DATA FOR REVIEW |

//! Scoring: turning die values into an effective score.
//!
//! Scoring is a pure function of the value multiset and the level rules:
//!
//! 1. Group equal values.
//! 2. Four equal values win the round outright.
//! 3. Each group pays `value * count * multiplier` (triplet, pair, or 1).
//! 4. The best 3-value straight, if it pays more than the groups it
//!    overlaps, adds its gain once.
//!
//! ```
//! use dice_ladder::core::LevelRules;
//! use dice_ladder::scoring::evaluate;
//!
//! let eval = evaluate(&[2, 3, 4, 6], &LevelRules::for_level(2));
//! assert_eq!(eval.effective_score(), Some(33));
//! ```

mod evaluate;

pub use evaluate::{evaluate, raw_sum, Evaluation, GroupScore, ScoreBreakdown, StraightBonus};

ASSIGNMENT |
Retype the listing above in full, with no alterations.

EXERCISE RESPONSE |
//! Scoring: turning die values into an effective score.
//!
//! Scoring is a pure function of the value multiset and the level rules:
//!
//! 1. Group equal values.
//! 2. Four equal values win the round outright.
//! 3. Each group pays `value * count * multiplier` (triplet, pair, or 1).
//! 4. The best 3-value straight, if it pays more than the groups it
//!    overlaps, adds its gain once.
//!
//! ```
//! use dice_ladder::core::LevelRules;
//! use dice_ladder::scoring::evaluate;
//!
//! let eval = evaluate(&[2, 3, 4, 6], &LevelRules::for_level(2));
//! assert_eq!(eval.effective_score(), Some(33));
//! ```

mod evaluate;

pub use evaluate::{evaluate, raw_sum, Evaluation, GroupScore, ScoreBreakdown, StraightBonus};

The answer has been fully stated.